:: EXERCISE DESCRIPTION ::
Your answer should consist of the lines below that hold the word "available".

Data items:
--- START ---
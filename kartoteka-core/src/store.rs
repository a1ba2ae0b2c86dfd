//! Storage seam owned by the moderation service.

use async_trait::async_trait;

use kartoteka_database::{
    Database,
    impls::{
        actions::{NewAction, actions_for_subject, append_action, count_actions_by_type},
        members::{get_warn_count, increment_warn_count},
        warnings::record_warning,
    },
    model::{
        actions::{Action, ActionType},
        warnings::WarningRecord,
    },
};

/// Durable backing for the action log and member tallies.
#[async_trait]
pub trait ModerationStore: Send + Sync {
    /// Append an action, assigning its id and timestamp.
    async fn append_action(
        &self,
        subject_id: &str,
        action_type: ActionType,
        reason: &str,
        moderator_id: &str,
    ) -> anyhow::Result<Action>;

    /// All actions for a subject, most recent first.
    async fn list_for_subject(&self, subject_id: &str) -> anyhow::Result<Vec<Action>>;

    async fn count_by_type(&self, subject_id: &str, action_type: ActionType)
    -> anyhow::Result<u64>;

    async fn get_warn_count(&self, subject_id: &str) -> anyhow::Result<u64>;

    async fn increment_warn_count(&self, subject_id: &str) -> anyhow::Result<u64>;

    /// Append a warn action and increment the tally as one atomic unit.
    async fn record_warning(
        &self,
        subject_id: &str,
        moderator_id: &str,
        reason: &str,
    ) -> anyhow::Result<WarningRecord>;
}

#[async_trait]
impl ModerationStore for Database {
    async fn append_action(
        &self,
        subject_id: &str,
        action_type: ActionType,
        reason: &str,
        moderator_id: &str,
    ) -> anyhow::Result<Action> {
        append_action(
            self,
            NewAction {
                subject_id,
                action_type,
                reason,
                moderator_id,
            },
        )
        .await
    }

    async fn list_for_subject(&self, subject_id: &str) -> anyhow::Result<Vec<Action>> {
        actions_for_subject(self, subject_id).await
    }

    async fn count_by_type(
        &self,
        subject_id: &str,
        action_type: ActionType,
    ) -> anyhow::Result<u64> {
        count_actions_by_type(self, subject_id, action_type).await
    }

    async fn get_warn_count(&self, subject_id: &str) -> anyhow::Result<u64> {
        get_warn_count(self, subject_id).await
    }

    async fn increment_warn_count(&self, subject_id: &str) -> anyhow::Result<u64> {
        increment_warn_count(self, subject_id).await
    }

    async fn record_warning(
        &self,
        subject_id: &str,
        moderator_id: &str,
        reason: &str,
    ) -> anyhow::Result<WarningRecord> {
        record_warning(self, subject_id, moderator_id, reason).await
    }
}

#[cfg(test)]
mod tests {
    use std::sync::Arc;

    use super::*;

    #[tokio::test]
    async fn database_store_through_trait_object() {
        let store: Arc<dyn ModerationStore> = Arc::new(Database::connect_in_memory().await.unwrap());

        assert_eq!(store.increment_warn_count("100").await.unwrap(), 1);
        let warning = store.record_warning("100", "mod1", "spam").await.unwrap();
        assert_eq!(warning.warn_count, 2);

        store
            .append_action("100", ActionType::Mute, "loud", "mod1")
            .await
            .unwrap();

        assert_eq!(store.get_warn_count("100").await.unwrap(), 2);
        assert_eq!(store.count_by_type("100", ActionType::Warn).await.unwrap(), 1);
        assert_eq!(store.count_by_type("100", ActionType::Mute).await.unwrap(), 1);

        let history = store.list_for_subject("100").await.unwrap();
        assert_eq!(history.len(), 2);
        assert_eq!(history[0].action_type, ActionType::Mute);
    }
}
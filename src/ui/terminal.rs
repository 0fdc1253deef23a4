//! Interactive terminal UI.

use console::Term;
use std::io::Write;

use crate::error::Result;

use super::{
    confirm, should_use_colors, DopplerTheme, NonInteractiveUI, OutputMode, ProgressSpinner,
    Prompt, SpinnerHandle, UserInterface,
};

/// Interactive terminal UI implementation.
///
/// Regular output goes to stdout; errors go to stderr.
pub struct TerminalUI {
    term: Term,
    err: Term,
    theme: DopplerTheme,
    mode: OutputMode,
}

impl TerminalUI {
    /// Create a new terminal UI.
    pub fn new(mode: OutputMode) -> Self {
        let theme = if should_use_colors() {
            DopplerTheme::new()
        } else {
            DopplerTheme::plain()
        };

        Self {
            term: Term::stdout(),
            err: Term::stderr(),
            theme,
            mode,
        }
    }
}

impl UserInterface for TerminalUI {
    fn output_mode(&self) -> OutputMode {
        self.mode
    }

    fn message(&mut self, msg: &str) {
        writeln!(self.term, "{}", msg).ok();
    }

    fn success(&mut self, msg: &str) {
        if self.mode.shows_status() {
            writeln!(self.term, "{}", self.theme.format_success(msg)).ok();
        }
    }

    fn warning(&mut self, msg: &str) {
        if self.mode.shows_status() {
            writeln!(self.err, "{}", self.theme.format_warning(msg)).ok();
        }
    }

    fn error(&mut self, msg: &str) {
        writeln!(self.err, "{}", self.theme.format_error(msg)).ok();
    }

    fn confirm(&mut self, prompt: &Prompt) -> Result<bool> {
        confirm(prompt, &self.term)
    }

    fn start_spinner(&mut self, message: &str) -> Box<dyn SpinnerHandle> {
        if self.mode.shows_spinners() {
            Box::new(ProgressSpinner::new(message))
        } else {
            Box::new(ProgressSpinner::hidden())
        }
    }

    fn is_interactive(&self) -> bool {
        self.term.is_term()
    }
}

/// Create the appropriate UI based on interactivity.
///
/// The terminal UI is only used when stdout is a TTY and the session
/// isn't running in CI.
pub fn create_ui(interactive: bool, mode: OutputMode) -> Box<dyn UserInterface> {
    if interactive && Term::stdout().is_term() && !crate::shell::is_ci() {
        Box::new(TerminalUI::new(mode))
    } else {
        Box::new(NonInteractiveUI::new(mode))
    }
}
//! Doppler CLI entry point.

use std::process::ExitCode;

use clap::Parser;
use doppler::api::ApiClient;
use doppler::cli::{Cli, CommandDispatcher, CommandResult};
use doppler::config::{ConfigFile, Settings};
use doppler::shell::is_ci;
use doppler::telemetry::TracingTelemetry;
use doppler::ui::{create_ui, OutputMode, UserInterface};
use doppler::updates::PROGRAM_VERSION;
use tracing_subscriber::{fmt, prelude::*, EnvFilter};

/// Initialize the tracing subscriber for logging.
///
/// Log level is controlled by:
/// 1. `--debug` flag sets level to DEBUG
/// 2. `RUST_LOG` environment variable (if set)
/// 3. Default is WARN
fn init_tracing(debug: bool) {
    let filter = if debug {
        EnvFilter::new("doppler=debug")
    } else {
        EnvFilter::try_from_default_env().unwrap_or_else(|_| EnvFilter::new("doppler=warn"))
    };

    tracing_subscriber::registry()
        .with(fmt::layer().with_target(false).with_writer(std::io::stderr))
        .with(filter)
        .init();
}

fn run(
    cli: &Cli,
    settings: &Settings,
    ui: &mut dyn UserInterface,
) -> doppler::Result<CommandResult> {
    let mut config = ConfigFile::load(&settings.config_path)?;
    let client = ApiClient::new(settings)?;
    let telemetry = TracingTelemetry;

    let mut dispatcher = CommandDispatcher::new(settings, &client, &mut config, &telemetry);
    dispatcher.dispatch(cli, ui)
}

fn main() -> ExitCode {
    let cli = Cli::parse();
    let settings = cli.settings();
    init_tracing(settings.debug);

    tracing::debug!("Doppler CLI {} starting with args: {:?}", PROGRAM_VERSION, cli);

    let mut ui = create_ui(!is_ci(), OutputMode::from_json_flag(settings.json));

    match run(&cli, &settings, ui.as_mut()) {
        Ok(result) => ExitCode::from(u8::try_from(result.exit_code).unwrap_or(1)),
        Err(e) => {
            ui.error(&e.to_string());
            if settings.debug {
                if let Some(detail) = e.detail() {
                    eprintln!("{}", detail);
                }
            }
            ExitCode::from(1)
        }
    }
}
//! Interpreting install script results.
//!
//! On success the script prints exactly one `Installed Doppler CLI v<semver>`
//! line. On failure the exit code (and occasionally the output) tells us
//! what went wrong:
//!
//! | exit code | meaning                                  |
//! |-----------|------------------------------------------|
//! | 1         | generic failure                          |
//! | 2         | insufficient permissions                 |
//! | 3         | gpg binary missing                       |
//! | 4         | `~/.gnupg` not readable by current user  |

use std::sync::LazyLock;

use regex::Regex;

use crate::error::{DopplerError, Result};

use super::version::SemanticVersion;

/// Matches the success line, e.g. `Installed Doppler CLI v3.7.1`.
static INSTALLED_VERSION_REGEX: LazyLock<Regex> = LazyLock::new(|| {
    Regex::new(r"Installed Doppler CLI v(\d+\.\d+\.\d+)")
        .expect("INSTALLED_VERSION_REGEX must compile")
});

/// Printed by dpkg when the script was run without root.
const DPKG_SUPERUSER_ERROR: &str = "dpkg: error: requested operation requires superuser privilege";

/// Extract the installed version from script output.
///
/// Exactly one success line must be present; zero or several is ambiguous.
pub fn parse_installed_version(output: &str) -> Result<SemanticVersion> {
    let captures: Vec<&str> = INSTALLED_VERSION_REGEX
        .captures_iter(output)
        .filter_map(|c| c.get(1))
        .map(|m| m.as_str())
        .collect();

    let [version] = captures.as_slice() else {
        tracing::debug!(
            "Found {} installed-version lines in script output",
            captures.len()
        );
        return Err(DopplerError::Parse {
            message: "Unable to determine new CLI version".to_string(),
            source: None,
        });
    };

    SemanticVersion::parse(version).map_err(|e| DopplerError::Parse {
        message: "Unable to parse new CLI version".to_string(),
        source: Some(e),
    })
}

/// Why the install script failed.
#[derive(Debug, Clone, Copy, PartialEq, Eq)]
pub enum InstallFailure {
    /// Needs `sudo` or an admin shell.
    Permission,
    /// `gpg` is not installed.
    GnupgMissing,
    /// `~/.gnupg` is owned by another user.
    GnupgOwnership,
    /// Anything else.
    Generic,
}

impl InstallFailure {
    /// Classify a nonzero exit.
    pub fn classify(exit_code: i32, output: &str) -> Self {
        if exit_code == 2 || output.contains(DPKG_SUPERUSER_ERROR) {
            InstallFailure::Permission
        } else if exit_code == 3 {
            InstallFailure::GnupgMissing
        } else if exit_code == 4 {
            InstallFailure::GnupgOwnership
        } else {
            InstallFailure::Generic
        }
    }

    /// The remediation message shown to the user.
    pub fn message(&self) -> &'static str {
        match self {
            InstallFailure::Permission => {
                "Error: update failed due to improper permissions\nPlease re-run with `sudo` or as an admin"
            }
            InstallFailure::GnupgMissing => {
                "Error: Unable to find gpg binary for signature verification\nYou can resolve this error by installing your system's gnupg package"
            }
            InstallFailure::GnupgOwnership => {
                "Error: Unable to read ~/.gnupg directory\nYou can resolve this error by running 'sudo chown -R $(whoami) ~/.gnupg'"
            }
            InstallFailure::Generic => "Unable to install the latest Doppler CLI",
        }
    }
}
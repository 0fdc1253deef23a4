//! Mock UI implementation for testing.
//!
//! `MockUI` implements the `UserInterface` trait and captures all
//! interactions for later assertion. It can be configured with
//! pre-determined prompt responses.
//!
//! # Example
//!
//! ```
//! use doppler::ui::{MockUI, Prompt, UserInterface};
//!
//! let mut ui = MockUI::new();
//! ui.set_prompt_response("install_update", "no");
//!
//! ui.success("An update is available.");
//! let answer = ui
//!     .confirm(&Prompt::new("install_update", "Install Doppler CLI 3.7.1", true))
//!     .unwrap();
//!
//! assert!(!answer);
//! assert!(ui.has_success("An update is available."));
//! ```

use std::cell::Cell;
use std::collections::HashMap;
use std::rc::Rc;

use crate::error::Result;

use super::{parse_answer, OutputMode, Prompt, SpinnerHandle, UserInterface};

/// Mock UI implementation for testing.
///
/// Prompts without a configured response answer with their default.
#[derive(Debug, Default)]
pub struct MockUI {
    mode: OutputMode,
    interactive: bool,
    messages: Vec<String>,
    successes: Vec<String>,
    warnings: Vec<String>,
    errors: Vec<String>,
    spinners: Vec<String>,
    cleared_spinners: Rc<Cell<usize>>,
    prompt_responses: HashMap<String, String>,
    prompts_shown: Vec<String>,
}

impl MockUI {
    /// Create a new MockUI with Normal output mode.
    pub fn new() -> Self {
        Self::default()
    }

    /// Create a new MockUI with a specific output mode.
    pub fn with_mode(mode: OutputMode) -> Self {
        Self {
            mode,
            ..Default::default()
        }
    }

    /// Set a response for a prompt key.
    pub fn set_prompt_response(&mut self, key: &str, response: &str) {
        self.prompt_responses
            .insert(key.to_string(), response.to_string());
    }

    /// Set whether this mock behaves as interactive.
    pub fn set_interactive(&mut self, interactive: bool) {
        self.interactive = interactive;
    }

    pub fn messages(&self) -> &[String] {
        &self.messages
    }

    pub fn warnings(&self) -> &[String] {
        &self.warnings
    }

    pub fn errors(&self) -> &[String] {
        &self.errors
    }

    /// Get all spinner messages that were started.
    pub fn spinners(&self) -> &[String] {
        &self.spinners
    }

    /// How many spinners have been cleared.
    pub fn cleared_spinners(&self) -> usize {
        self.cleared_spinners.get()
    }

    /// Get all prompts that were shown (by key).
    pub fn prompts_shown(&self) -> &[String] {
        &self.prompts_shown
    }

    /// Check if a specific message was shown.
    pub fn has_message(&self, msg: &str) -> bool {
        self.messages.iter().any(|m| m.contains(msg))
    }

    pub fn has_success(&self, msg: &str) -> bool {
        self.successes.iter().any(|m| m.contains(msg))
    }

    pub fn has_warning(&self, msg: &str) -> bool {
        self.warnings.iter().any(|m| m.contains(msg))
    }

    pub fn has_error(&self, msg: &str) -> bool {
        self.errors.iter().any(|m| m.contains(msg))
    }
}

impl UserInterface for MockUI {
    fn output_mode(&self) -> OutputMode {
        self.mode
    }

    fn message(&mut self, msg: &str) {
        self.messages.push(msg.to_string());
    }

    fn success(&mut self, msg: &str) {
        self.successes.push(msg.to_string());
    }

    fn warning(&mut self, msg: &str) {
        self.warnings.push(msg.to_string());
    }

    fn error(&mut self, msg: &str) {
        self.errors.push(msg.to_string());
    }

    fn confirm(&mut self, prompt: &Prompt) -> Result<bool> {
        self.prompts_shown.push(prompt.key.clone());

        Ok(self
            .prompt_responses
            .get(&prompt.key)
            .and_then(|response| parse_answer(response))
            .unwrap_or(prompt.default))
    }

    fn start_spinner(&mut self, message: &str) -> Box<dyn SpinnerHandle> {
        self.spinners.push(message.to_string());
        Box::new(MockSpinner {
            cleared: Rc::clone(&self.cleared_spinners),
        })
    }

    fn is_interactive(&self) -> bool {
        self.interactive
    }
}

/// Mock spinner that reports back to its `MockUI` when cleared.
#[derive(Debug)]
pub struct MockSpinner {
    cleared: Rc<Cell<usize>>,
}

impl SpinnerHandle for MockSpinner {
    fn finish_and_clear(&mut self) {
        self.cleared.set(self.cleared.get() + 1);
    }
}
--- END ---
:: TASK SOLUTION ::
//! ui.success("An update is available.");
//! assert!(ui.has_success("An update is available."));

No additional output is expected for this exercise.